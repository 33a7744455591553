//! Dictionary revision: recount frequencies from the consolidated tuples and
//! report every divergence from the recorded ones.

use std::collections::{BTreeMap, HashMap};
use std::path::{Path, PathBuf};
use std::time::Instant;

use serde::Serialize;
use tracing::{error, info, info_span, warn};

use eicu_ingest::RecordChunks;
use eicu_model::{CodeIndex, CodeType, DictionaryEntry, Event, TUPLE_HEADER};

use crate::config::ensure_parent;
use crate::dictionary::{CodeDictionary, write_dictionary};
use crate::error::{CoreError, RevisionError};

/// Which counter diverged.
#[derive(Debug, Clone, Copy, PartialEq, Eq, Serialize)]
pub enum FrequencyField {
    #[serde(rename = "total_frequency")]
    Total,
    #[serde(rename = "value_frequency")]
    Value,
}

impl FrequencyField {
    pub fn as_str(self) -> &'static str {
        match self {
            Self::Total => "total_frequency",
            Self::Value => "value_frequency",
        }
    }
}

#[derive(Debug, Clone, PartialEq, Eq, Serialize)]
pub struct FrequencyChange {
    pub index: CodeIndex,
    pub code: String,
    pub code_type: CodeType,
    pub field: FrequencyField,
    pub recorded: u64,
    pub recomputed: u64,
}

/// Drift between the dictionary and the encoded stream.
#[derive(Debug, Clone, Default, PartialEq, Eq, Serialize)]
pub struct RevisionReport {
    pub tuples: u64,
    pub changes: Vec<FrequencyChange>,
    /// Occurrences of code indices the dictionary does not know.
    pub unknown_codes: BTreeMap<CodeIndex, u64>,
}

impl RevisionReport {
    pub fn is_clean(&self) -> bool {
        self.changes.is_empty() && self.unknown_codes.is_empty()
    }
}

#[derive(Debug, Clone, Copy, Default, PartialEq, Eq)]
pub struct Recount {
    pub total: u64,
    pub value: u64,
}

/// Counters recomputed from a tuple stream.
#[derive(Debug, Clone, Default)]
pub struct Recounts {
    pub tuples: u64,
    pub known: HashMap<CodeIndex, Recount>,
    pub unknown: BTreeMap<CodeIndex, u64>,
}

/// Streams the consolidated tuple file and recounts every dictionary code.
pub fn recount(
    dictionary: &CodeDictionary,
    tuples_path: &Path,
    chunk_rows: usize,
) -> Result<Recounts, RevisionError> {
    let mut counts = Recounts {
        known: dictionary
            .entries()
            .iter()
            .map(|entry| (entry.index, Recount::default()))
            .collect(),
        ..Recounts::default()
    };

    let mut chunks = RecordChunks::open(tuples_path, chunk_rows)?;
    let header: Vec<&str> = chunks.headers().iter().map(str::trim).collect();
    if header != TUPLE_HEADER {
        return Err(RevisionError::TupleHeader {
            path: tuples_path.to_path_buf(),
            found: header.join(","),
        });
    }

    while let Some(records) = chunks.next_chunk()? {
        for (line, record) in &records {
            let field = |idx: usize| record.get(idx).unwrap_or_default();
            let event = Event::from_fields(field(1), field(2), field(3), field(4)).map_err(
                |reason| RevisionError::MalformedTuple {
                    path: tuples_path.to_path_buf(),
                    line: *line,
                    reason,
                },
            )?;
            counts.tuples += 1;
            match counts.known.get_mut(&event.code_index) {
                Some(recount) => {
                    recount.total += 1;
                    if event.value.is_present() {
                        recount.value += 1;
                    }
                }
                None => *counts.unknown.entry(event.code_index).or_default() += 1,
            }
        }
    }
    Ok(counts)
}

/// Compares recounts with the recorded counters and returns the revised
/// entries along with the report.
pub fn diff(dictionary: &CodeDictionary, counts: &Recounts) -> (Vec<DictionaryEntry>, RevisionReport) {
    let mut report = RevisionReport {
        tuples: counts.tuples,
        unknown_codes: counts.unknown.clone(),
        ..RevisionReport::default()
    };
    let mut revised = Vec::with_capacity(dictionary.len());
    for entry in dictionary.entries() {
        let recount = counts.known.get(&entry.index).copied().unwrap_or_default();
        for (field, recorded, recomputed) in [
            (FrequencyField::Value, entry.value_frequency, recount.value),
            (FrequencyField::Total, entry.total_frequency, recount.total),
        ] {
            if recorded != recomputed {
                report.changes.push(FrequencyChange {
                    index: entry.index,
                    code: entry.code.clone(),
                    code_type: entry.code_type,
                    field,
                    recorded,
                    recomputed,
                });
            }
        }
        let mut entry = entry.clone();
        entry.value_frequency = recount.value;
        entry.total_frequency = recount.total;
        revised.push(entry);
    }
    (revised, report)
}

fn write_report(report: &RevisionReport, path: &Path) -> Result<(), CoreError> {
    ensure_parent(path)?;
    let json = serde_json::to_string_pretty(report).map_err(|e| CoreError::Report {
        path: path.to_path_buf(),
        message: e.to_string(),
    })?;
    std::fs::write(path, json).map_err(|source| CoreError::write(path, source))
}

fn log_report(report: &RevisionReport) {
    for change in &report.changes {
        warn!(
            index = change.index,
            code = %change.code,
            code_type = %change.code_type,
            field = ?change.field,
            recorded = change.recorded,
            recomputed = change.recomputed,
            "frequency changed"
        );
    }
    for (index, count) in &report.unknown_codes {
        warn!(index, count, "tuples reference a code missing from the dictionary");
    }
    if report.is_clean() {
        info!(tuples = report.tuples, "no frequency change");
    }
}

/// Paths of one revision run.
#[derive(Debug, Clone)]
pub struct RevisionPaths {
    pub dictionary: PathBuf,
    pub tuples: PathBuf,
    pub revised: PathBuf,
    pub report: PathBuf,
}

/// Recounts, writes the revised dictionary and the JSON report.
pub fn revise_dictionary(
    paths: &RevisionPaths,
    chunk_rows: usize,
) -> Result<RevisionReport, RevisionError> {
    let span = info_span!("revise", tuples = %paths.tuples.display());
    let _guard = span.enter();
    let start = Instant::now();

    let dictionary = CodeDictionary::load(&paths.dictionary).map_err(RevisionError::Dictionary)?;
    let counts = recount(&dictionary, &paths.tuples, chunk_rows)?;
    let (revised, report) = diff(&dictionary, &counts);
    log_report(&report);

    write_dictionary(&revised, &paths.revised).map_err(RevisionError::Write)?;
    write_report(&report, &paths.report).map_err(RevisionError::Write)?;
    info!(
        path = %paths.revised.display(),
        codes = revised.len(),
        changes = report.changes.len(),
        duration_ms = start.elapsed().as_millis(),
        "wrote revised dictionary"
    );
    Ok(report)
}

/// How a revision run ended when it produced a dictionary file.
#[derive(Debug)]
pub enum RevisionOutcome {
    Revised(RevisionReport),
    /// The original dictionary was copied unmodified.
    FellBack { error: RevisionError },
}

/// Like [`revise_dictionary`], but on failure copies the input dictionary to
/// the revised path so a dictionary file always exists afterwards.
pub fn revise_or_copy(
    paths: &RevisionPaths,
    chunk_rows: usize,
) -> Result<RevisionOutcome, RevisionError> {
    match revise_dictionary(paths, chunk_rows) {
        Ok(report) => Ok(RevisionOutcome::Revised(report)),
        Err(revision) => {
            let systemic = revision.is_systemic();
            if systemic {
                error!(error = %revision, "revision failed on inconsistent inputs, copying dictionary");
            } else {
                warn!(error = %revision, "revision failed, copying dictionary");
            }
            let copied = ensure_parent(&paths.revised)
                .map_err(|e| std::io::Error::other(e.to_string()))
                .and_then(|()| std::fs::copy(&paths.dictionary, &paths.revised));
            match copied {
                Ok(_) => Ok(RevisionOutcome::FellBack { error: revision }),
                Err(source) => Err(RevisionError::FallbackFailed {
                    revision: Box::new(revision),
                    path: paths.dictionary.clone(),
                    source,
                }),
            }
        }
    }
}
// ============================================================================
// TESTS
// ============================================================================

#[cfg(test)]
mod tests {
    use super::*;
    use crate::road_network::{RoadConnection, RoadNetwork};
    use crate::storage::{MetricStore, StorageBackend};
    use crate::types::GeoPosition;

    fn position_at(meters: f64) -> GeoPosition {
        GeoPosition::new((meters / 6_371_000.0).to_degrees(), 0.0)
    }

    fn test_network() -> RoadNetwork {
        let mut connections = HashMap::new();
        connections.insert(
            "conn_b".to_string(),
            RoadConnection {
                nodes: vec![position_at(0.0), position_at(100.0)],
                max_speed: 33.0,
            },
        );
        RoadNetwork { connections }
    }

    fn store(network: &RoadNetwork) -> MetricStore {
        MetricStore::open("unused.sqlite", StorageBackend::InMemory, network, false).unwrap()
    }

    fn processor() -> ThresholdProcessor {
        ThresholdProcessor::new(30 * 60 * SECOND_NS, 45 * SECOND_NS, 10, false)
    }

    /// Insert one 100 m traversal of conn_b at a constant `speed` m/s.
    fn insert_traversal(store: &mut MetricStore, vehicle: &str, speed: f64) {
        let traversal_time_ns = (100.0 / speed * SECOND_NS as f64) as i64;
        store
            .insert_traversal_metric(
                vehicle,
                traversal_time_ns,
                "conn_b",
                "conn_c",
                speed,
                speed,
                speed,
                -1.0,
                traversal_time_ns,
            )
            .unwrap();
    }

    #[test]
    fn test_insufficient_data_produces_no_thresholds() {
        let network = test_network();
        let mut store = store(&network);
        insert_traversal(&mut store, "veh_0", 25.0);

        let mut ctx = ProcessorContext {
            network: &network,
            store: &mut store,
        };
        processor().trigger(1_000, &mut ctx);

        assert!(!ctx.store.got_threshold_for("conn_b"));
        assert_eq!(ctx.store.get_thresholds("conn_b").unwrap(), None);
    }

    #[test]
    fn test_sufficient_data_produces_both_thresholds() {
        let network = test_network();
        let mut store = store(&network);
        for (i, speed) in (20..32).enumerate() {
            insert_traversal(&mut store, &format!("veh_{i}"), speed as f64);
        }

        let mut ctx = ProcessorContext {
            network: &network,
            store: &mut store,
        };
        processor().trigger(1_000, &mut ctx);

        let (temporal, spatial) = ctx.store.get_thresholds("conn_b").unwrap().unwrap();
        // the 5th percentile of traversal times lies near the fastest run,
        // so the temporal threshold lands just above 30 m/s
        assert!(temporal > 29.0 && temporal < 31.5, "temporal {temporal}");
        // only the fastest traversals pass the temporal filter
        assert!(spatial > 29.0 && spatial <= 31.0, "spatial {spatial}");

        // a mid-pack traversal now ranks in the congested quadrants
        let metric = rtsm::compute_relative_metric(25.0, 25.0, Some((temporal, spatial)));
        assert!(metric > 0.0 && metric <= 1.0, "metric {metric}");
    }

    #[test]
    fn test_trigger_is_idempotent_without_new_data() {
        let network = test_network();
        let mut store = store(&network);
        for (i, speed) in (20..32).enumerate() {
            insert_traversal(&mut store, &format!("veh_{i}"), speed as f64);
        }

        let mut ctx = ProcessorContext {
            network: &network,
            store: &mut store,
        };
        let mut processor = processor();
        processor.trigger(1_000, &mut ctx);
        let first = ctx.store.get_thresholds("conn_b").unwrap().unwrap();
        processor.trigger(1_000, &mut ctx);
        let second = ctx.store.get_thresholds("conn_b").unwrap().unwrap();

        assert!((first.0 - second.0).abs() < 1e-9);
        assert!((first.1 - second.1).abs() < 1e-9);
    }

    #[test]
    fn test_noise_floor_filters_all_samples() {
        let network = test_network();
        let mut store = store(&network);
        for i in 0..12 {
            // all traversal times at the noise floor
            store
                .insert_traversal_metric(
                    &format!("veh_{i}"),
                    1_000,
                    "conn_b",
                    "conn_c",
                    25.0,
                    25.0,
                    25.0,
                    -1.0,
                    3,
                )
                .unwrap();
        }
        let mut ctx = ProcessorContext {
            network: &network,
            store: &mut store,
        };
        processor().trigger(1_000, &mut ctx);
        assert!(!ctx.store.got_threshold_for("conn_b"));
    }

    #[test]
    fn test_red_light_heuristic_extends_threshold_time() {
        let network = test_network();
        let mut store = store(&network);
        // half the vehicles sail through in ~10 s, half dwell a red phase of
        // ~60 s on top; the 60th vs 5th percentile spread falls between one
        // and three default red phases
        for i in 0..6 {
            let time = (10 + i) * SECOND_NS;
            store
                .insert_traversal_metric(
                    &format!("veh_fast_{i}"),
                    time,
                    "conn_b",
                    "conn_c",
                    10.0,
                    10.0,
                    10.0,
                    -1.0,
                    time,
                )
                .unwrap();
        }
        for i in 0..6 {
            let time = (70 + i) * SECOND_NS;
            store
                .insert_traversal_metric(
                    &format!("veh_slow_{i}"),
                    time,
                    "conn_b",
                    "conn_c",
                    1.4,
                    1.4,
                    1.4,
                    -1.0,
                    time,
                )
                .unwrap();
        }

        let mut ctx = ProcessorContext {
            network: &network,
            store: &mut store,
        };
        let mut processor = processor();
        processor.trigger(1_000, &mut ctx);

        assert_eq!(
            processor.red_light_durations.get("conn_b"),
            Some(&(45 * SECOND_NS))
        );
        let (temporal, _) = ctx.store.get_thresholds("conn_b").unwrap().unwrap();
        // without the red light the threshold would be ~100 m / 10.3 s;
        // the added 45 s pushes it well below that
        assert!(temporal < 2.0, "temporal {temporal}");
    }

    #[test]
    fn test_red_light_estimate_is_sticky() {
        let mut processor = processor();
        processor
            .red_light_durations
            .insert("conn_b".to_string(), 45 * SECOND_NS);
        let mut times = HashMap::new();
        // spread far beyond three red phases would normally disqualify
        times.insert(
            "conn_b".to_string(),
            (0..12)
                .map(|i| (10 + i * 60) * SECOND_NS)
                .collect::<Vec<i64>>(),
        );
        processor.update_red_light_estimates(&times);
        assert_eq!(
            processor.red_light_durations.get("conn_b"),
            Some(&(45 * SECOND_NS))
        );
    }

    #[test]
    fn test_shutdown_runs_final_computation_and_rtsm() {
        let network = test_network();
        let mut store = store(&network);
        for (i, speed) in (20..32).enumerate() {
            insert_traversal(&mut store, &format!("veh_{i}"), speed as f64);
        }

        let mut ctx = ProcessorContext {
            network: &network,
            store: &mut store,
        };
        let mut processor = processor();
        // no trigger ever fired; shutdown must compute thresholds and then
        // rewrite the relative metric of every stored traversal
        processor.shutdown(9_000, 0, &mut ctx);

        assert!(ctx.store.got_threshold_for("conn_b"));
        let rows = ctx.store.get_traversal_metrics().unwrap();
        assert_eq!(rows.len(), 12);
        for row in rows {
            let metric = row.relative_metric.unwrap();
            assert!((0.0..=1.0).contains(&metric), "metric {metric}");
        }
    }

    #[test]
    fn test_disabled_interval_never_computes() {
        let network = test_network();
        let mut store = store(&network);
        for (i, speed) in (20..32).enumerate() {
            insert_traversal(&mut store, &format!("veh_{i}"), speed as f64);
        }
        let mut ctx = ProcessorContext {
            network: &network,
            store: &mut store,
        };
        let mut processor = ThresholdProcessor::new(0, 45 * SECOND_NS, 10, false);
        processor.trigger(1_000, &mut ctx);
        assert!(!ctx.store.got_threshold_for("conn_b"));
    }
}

# # # #

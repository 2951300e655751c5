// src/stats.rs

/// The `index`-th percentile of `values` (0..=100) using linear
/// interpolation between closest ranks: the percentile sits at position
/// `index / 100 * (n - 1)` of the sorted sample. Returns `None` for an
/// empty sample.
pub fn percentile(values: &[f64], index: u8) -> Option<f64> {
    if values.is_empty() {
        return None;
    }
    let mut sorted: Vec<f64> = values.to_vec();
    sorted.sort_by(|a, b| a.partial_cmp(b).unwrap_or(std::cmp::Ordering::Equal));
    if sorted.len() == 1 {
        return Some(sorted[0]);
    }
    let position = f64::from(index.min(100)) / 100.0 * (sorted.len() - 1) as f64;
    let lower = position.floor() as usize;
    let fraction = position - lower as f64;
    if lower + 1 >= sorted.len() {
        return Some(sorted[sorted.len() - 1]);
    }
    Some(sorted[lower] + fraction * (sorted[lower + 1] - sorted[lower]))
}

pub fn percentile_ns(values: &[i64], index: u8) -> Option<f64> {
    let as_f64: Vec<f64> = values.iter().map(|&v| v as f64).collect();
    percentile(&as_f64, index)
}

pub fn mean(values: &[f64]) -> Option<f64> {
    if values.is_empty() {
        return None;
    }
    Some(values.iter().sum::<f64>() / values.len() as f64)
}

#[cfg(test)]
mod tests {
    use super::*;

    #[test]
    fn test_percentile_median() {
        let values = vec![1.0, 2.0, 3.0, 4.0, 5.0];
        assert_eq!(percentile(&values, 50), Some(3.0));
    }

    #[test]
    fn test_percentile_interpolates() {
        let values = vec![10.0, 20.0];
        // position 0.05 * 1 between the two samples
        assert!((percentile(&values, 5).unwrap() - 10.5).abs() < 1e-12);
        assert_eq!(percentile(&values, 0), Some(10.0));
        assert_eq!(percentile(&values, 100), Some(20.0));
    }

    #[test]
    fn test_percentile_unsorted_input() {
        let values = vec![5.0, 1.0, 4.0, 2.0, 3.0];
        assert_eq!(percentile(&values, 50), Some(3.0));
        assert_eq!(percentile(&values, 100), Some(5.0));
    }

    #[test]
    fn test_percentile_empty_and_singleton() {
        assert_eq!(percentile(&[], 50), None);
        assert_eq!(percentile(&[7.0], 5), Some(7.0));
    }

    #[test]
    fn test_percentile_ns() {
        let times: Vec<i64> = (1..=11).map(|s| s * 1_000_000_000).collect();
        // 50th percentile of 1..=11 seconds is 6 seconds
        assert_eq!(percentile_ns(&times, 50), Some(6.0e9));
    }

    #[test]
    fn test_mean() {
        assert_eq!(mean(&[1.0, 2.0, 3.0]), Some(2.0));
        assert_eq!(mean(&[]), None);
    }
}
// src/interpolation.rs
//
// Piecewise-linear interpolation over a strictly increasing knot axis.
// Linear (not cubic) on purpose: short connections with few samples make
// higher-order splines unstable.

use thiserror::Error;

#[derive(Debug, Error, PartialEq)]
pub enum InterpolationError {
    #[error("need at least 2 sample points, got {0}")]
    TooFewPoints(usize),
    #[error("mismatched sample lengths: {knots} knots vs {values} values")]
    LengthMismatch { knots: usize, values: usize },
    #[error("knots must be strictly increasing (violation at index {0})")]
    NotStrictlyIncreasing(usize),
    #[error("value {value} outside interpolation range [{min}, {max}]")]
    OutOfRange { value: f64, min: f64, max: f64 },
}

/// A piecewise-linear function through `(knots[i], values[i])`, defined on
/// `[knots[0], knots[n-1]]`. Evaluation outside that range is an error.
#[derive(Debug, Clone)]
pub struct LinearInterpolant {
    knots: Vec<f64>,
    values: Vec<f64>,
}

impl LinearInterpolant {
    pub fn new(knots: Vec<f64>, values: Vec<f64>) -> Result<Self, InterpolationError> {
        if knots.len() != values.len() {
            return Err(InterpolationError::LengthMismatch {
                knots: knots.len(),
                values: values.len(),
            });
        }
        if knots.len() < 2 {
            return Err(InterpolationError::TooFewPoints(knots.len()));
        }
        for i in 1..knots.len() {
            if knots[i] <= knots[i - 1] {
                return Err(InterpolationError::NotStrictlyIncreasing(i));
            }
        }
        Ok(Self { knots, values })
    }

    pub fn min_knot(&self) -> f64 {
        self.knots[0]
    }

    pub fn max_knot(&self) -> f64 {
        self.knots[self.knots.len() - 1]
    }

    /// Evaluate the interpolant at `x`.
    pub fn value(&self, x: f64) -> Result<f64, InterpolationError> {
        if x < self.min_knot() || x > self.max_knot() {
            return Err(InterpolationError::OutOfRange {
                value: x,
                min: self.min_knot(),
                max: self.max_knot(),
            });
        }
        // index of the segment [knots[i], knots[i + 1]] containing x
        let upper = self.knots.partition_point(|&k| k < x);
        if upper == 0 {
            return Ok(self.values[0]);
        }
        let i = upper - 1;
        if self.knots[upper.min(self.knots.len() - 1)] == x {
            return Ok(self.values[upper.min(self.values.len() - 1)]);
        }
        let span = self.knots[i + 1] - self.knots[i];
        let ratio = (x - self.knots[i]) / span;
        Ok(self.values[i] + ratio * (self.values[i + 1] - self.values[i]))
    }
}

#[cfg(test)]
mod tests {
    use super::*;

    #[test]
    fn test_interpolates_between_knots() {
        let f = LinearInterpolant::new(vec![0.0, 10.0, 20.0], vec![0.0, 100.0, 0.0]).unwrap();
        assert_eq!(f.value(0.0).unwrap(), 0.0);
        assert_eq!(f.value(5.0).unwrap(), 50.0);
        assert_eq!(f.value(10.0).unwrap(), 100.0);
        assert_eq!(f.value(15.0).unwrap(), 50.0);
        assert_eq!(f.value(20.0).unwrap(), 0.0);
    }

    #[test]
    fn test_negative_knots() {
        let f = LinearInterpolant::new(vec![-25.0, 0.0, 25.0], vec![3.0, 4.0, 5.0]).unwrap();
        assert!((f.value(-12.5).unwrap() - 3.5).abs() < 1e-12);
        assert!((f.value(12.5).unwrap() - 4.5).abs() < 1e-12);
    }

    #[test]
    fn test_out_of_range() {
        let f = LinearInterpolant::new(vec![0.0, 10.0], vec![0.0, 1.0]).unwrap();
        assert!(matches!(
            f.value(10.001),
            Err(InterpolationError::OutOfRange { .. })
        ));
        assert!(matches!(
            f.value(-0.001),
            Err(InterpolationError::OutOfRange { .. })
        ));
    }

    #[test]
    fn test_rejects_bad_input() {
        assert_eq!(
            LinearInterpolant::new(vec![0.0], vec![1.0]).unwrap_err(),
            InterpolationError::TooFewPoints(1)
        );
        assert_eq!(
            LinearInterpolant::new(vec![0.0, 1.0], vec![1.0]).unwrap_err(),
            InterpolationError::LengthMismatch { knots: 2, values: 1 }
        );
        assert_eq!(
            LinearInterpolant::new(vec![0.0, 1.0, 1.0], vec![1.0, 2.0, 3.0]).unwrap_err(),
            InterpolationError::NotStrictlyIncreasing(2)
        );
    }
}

# # # #

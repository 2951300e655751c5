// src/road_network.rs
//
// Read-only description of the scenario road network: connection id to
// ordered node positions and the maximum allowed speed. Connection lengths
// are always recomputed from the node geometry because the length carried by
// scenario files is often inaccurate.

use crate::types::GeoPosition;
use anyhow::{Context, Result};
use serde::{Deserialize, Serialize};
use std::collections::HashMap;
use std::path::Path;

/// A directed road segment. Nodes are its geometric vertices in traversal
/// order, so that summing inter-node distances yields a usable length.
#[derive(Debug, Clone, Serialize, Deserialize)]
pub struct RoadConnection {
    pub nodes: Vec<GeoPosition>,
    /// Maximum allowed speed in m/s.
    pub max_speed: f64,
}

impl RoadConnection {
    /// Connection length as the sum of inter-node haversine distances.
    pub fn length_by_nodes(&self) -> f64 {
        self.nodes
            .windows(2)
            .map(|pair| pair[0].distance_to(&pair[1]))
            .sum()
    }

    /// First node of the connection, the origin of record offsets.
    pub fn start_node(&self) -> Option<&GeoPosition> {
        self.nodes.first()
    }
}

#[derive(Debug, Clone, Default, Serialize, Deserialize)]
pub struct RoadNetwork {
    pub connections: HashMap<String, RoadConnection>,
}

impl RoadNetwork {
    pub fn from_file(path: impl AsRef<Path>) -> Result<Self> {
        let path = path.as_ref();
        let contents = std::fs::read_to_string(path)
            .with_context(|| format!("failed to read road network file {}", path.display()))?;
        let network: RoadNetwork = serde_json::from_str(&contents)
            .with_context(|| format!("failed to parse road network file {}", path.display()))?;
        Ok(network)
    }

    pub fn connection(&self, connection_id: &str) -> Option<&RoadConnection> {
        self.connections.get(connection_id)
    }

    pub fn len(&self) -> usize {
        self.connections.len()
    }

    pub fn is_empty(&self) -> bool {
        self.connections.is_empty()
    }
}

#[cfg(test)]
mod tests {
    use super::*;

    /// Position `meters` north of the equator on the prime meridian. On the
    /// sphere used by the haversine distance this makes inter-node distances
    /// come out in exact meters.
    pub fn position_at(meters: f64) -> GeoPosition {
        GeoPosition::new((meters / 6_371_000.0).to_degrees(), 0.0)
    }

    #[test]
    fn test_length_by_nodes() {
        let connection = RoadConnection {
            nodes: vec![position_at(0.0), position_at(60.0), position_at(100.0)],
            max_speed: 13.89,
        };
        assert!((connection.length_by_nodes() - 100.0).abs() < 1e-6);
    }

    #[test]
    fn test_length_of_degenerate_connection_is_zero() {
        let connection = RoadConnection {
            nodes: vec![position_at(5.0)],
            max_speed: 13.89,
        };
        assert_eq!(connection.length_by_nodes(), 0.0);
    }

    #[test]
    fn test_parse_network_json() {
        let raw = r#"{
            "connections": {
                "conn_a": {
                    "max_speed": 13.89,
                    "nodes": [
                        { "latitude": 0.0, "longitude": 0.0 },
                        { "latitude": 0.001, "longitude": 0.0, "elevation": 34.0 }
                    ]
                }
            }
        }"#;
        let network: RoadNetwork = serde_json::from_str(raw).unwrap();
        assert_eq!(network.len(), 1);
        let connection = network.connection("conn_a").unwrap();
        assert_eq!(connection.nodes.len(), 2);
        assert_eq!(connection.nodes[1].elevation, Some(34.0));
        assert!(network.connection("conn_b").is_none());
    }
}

# # # #

[Aim of the exercise] Lines in the data that include the word "LengthMismatch" should all be copied.

[Written answer]
    LengthMismatch { knots: usize, values: usize },
            return Err(InterpolationError::LengthMismatch {
            InterpolationError::LengthMismatch { knots: 2, values: 1 }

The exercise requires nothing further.